Exercise goal. Would you copy out each line of the records below that includes the word "Ignored"?

Record extracts.
★ ★ ★ ★

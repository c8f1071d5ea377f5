//! Core types and data structures for the reconciliation system

use bigdecimal::{BigDecimal, Zero};
use chrono::{NaiveDate, NaiveDateTime};
use serde::{Deserialize, Serialize};

/// Invoice lifecycle states
#[derive(Debug, Clone, Copy, PartialEq, Eq, Hash, Serialize, Deserialize)]
#[serde(rename_all = "SCREAMING_SNAKE_CASE")]
pub enum InvoiceStatus {
    /// Not yet issued to the customer
    Draft,
    /// Issued and awaiting payment
    Sent,
    /// Opened by the customer, not necessarily payable yet
    Viewed,
    /// Closed without payment tracking
    Completed,
    /// Settled by a payment
    Paid,
}

impl InvoiceStatus {
    /// Only sent invoices are candidates for automatic matching
    pub fn is_awaiting_payment(&self) -> bool {
        matches!(self, InvoiceStatus::Sent)
    }
}

/// Payment progress of an invoice
#[derive(Debug, Clone, Copy, PartialEq, Eq, Hash, Serialize, Deserialize)]
#[serde(rename_all = "SCREAMING_SNAKE_CASE")]
pub enum PaidStatus {
    Unpaid,
    PartiallyPaid,
    Completed,
}

/// How a payment was received
#[derive(Debug, Clone, Copy, PartialEq, Eq, Hash, Serialize, Deserialize)]
#[serde(rename_all = "snake_case")]
pub enum PaymentMethod {
    BankTransfer,
    Card,
    Cash,
}

/// Processing state of a bank transaction as far as the matcher is concerned
#[derive(Debug, Clone, Copy, Default, PartialEq, Eq, Hash, Serialize, Deserialize)]
#[serde(rename_all = "snake_case")]
pub enum ProcessingStatus {
    /// Eligible for matching
    #[default]
    Pending,
    /// Skipped by a matching rule; never matched automatically
    Ignored,
}

/// Customer an invoice is billed to
#[derive(Debug, Clone, PartialEq, Serialize, Deserialize)]
pub struct Customer {
    /// Unique identifier for the customer
    pub id: String,
    /// Display name, compared against the transaction counterparty
    pub name: String,
    /// Optional bank account identifier (IBAN or similar)
    pub bank_account: Option<String>,
}

impl Customer {
    /// Create a new customer without a bank account
    pub fn new(id: String, name: String) -> Self {
        Self {
            id,
            name,
            bank_account: None,
        }
    }

    /// Attach a bank account identifier
    pub fn with_bank_account(mut self, bank_account: String) -> Self {
        self.bank_account = Some(bank_account);
        self
    }
}

/// A bank feed transaction
#[derive(Debug, Clone, PartialEq, Serialize, Deserialize)]
pub struct BankTransaction {
    /// Unique identifier for the transaction
    pub id: String,
    /// Company (scope) the transaction belongs to
    pub company_id: String,
    /// Signed amount, positive for incoming money
    pub amount: BigDecimal,
    /// Currency code as reported by the bank
    pub currency: Option<String>,
    /// Booking date
    pub transaction_date: NaiveDate,
    /// Free-text description from the bank
    pub description: Option<String>,
    /// Remittance or payment reference text
    pub remittance_info: Option<String>,
    /// Payer name
    pub debtor_name: Option<String>,
    /// Payee name
    pub creditor_name: Option<String>,
    /// Payer account identifier
    pub debtor_account: Option<String>,
    /// Payee account identifier
    pub creditor_account: Option<String>,
    /// Reference assigned by the bank
    pub external_reference: Option<String>,
    /// Invoice this transaction was matched to
    pub matched_invoice_id: Option<String>,
    /// Payment created by the match
    pub matched_payment_id: Option<String>,
    /// When the match was committed
    pub matched_at: Option<NaiveDateTime>,
    /// Matcher processing state
    #[serde(default)]
    pub processing_status: ProcessingStatus,
}

impl BankTransaction {
    /// Create a new unmatched transaction
    pub fn new(
        id: String,
        company_id: String,
        amount: BigDecimal,
        transaction_date: NaiveDate,
    ) -> Self {
        Self {
            id,
            company_id,
            amount,
            currency: None,
            transaction_date,
            description: None,
            remittance_info: None,
            debtor_name: None,
            creditor_name: None,
            debtor_account: None,
            creditor_account: None,
            external_reference: None,
            matched_invoice_id: None,
            matched_payment_id: None,
            matched_at: None,
            processing_status: ProcessingStatus::Pending,
        }
    }

    /// Incoming transactions carry a positive amount
    pub fn is_incoming(&self) -> bool {
        self.amount > BigDecimal::zero()
    }

    /// Whether the transaction has already been matched to an invoice
    pub fn is_matched(&self) -> bool {
        self.matched_invoice_id.is_some()
    }

    /// Whether the transaction may still be picked up by a sweep
    pub fn is_eligible(&self) -> bool {
        self.is_incoming()
            && !self.is_matched()
            && self.processing_status != ProcessingStatus::Ignored
    }

    /// The other party: the payer for incoming money, the payee otherwise
    pub fn counterparty_name(&self) -> Option<&str> {
        if self.is_incoming() {
            self.debtor_name.as_deref()
        } else {
            self.creditor_name.as_deref()
        }
    }
}

/// An issued invoice
#[derive(Debug, Clone, PartialEq, Serialize, Deserialize)]
pub struct Invoice {
    /// Unique identifier for the invoice
    pub id: String,
    /// Company (scope) the invoice belongs to
    pub company_id: String,
    /// Human-readable invoice number, searched for in payment references
    pub invoice_number: String,
    /// Amount due
    pub total: BigDecimal,
    /// Currency code
    pub currency: Option<String>,
    /// Issue date
    pub invoice_date: NaiveDate,
    /// Due date, if any
    pub due_date: Option<NaiveDate>,
    /// Lifecycle state
    pub status: InvoiceStatus,
    /// Payment progress
    pub paid_status: PaidStatus,
    /// Date the invoice was settled
    pub payment_date: Option<NaiveDate>,
    /// Billed customer
    pub customer: Option<Customer>,
}

impl Invoice {
    /// Create a new sent, unpaid invoice
    pub fn new(
        id: String,
        company_id: String,
        invoice_number: String,
        total: BigDecimal,
        invoice_date: NaiveDate,
        due_date: Option<NaiveDate>,
    ) -> Self {
        Self {
            id,
            company_id,
            invoice_number,
            total,
            currency: None,
            invoice_date,
            due_date,
            status: InvoiceStatus::Sent,
            paid_status: PaidStatus::Unpaid,
            payment_date: None,
            customer: None,
        }
    }

    /// Attach the billed customer
    pub fn with_customer(mut self, customer: Customer) -> Self {
        self.customer = Some(customer);
        self
    }

    pub fn customer_id(&self) -> Option<&str> {
        self.customer.as_ref().map(|c| c.id.as_str())
    }
}

/// A payment recorded against an invoice
#[derive(Debug, Clone, PartialEq, Serialize, Deserialize)]
pub struct Payment {
    /// Unique identifier for the payment
    pub id: String,
    /// Company (scope) the payment belongs to
    pub company_id: String,
    /// Settled invoice
    pub invoice_id: String,
    /// Paying customer
    pub customer_id: Option<String>,
    /// Amount received, always the bank transaction amount
    pub amount: BigDecimal,
    /// Currency code copied from the invoice
    pub currency: Option<String>,
    /// Date the money arrived
    pub payment_date: NaiveDate,
    /// Sequential number, e.g. `PAY-202501-0001`
    pub payment_number: String,
    /// How the payment was received
    pub payment_method: PaymentMethod,
    /// Free-text note
    pub notes: String,
    /// Bank reference of the source transaction
    pub reference: Option<String>,
    /// When the payment was recorded
    pub created_at: NaiveDateTime,
}

/// A scored pairing of a transaction with an invoice
#[derive(Debug, Clone, PartialEq, Serialize, Deserialize)]
pub struct MatchResult {
    pub transaction_id: String,
    pub invoice_id: String,
    /// Transaction amount
    pub amount: BigDecimal,
    /// Confidence score in `[0.0, 1.0]`
    pub score: f64,
    /// Score as a percentage with one decimal place
    pub confidence: f64,
    pub invoice_number: String,
    pub invoice_total: BigDecimal,
    /// Payment created for this match, if it was committed
    pub payment_id: Option<String>,
    /// Whether the score cleared the confidence floor
    pub meets_threshold: bool,
}

/// Aggregate matching figures for a company
#[derive(Debug, Clone, PartialEq, Serialize, Deserialize)]
pub struct MatchingStats {
    pub total_transactions: u64,
    pub matched_transactions: u64,
    pub unmatched_transactions: u64,
    /// Matched share in percent with one decimal place
    pub match_rate_percent: f64,
}

impl MatchingStats {
    /// Build stats from raw counts
    pub fn from_counts(total: u64, matched: u64) -> Self {
        let match_rate_percent = if total > 0 {
            round_one_decimal(matched as f64 / total as f64 * 100.0)
        } else {
            0.0
        };

        Self {
            total_transactions: total,
            matched_transactions: matched,
            unmatched_transactions: total.saturating_sub(matched),
            match_rate_percent,
        }
    }
}

/// Round to one decimal place for display figures
pub(crate) fn round_one_decimal(value: f64) -> f64 {
    (value * 10.0).round() / 10.0
}

/// Errors that can occur in the reconciliation system
#[derive(Debug, thiserror::Error)]
pub enum ReconcileError {
    #[error("Storage error: {0}")]
    Storage(String),
    #[error("Invoice not found: {0}")]
    InvoiceNotFound(String),
    #[error("Transaction not found: {0}")]
    TransactionNotFound(String),
    #[error("Invoice is no longer awaiting payment: {0}")]
    AlreadyPaid(String),
    #[error("Transaction is already matched: {0}")]
    AlreadyMatched(String),
    #[error("Configuration error: {0}")]
    Config(String),
    #[error("Validation error: {0}")]
    Validation(String),
    #[error("Invalid matching rule: {0}")]
    InvalidRule(String),
}

/// Result type for reconciliation operations
pub type ReconcileResult<T> = Result<T, ReconcileError>;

★ ★ ★ ★

Written answer.
    Ignored,
            && self.processing_status != ProcessingStatus::Ignored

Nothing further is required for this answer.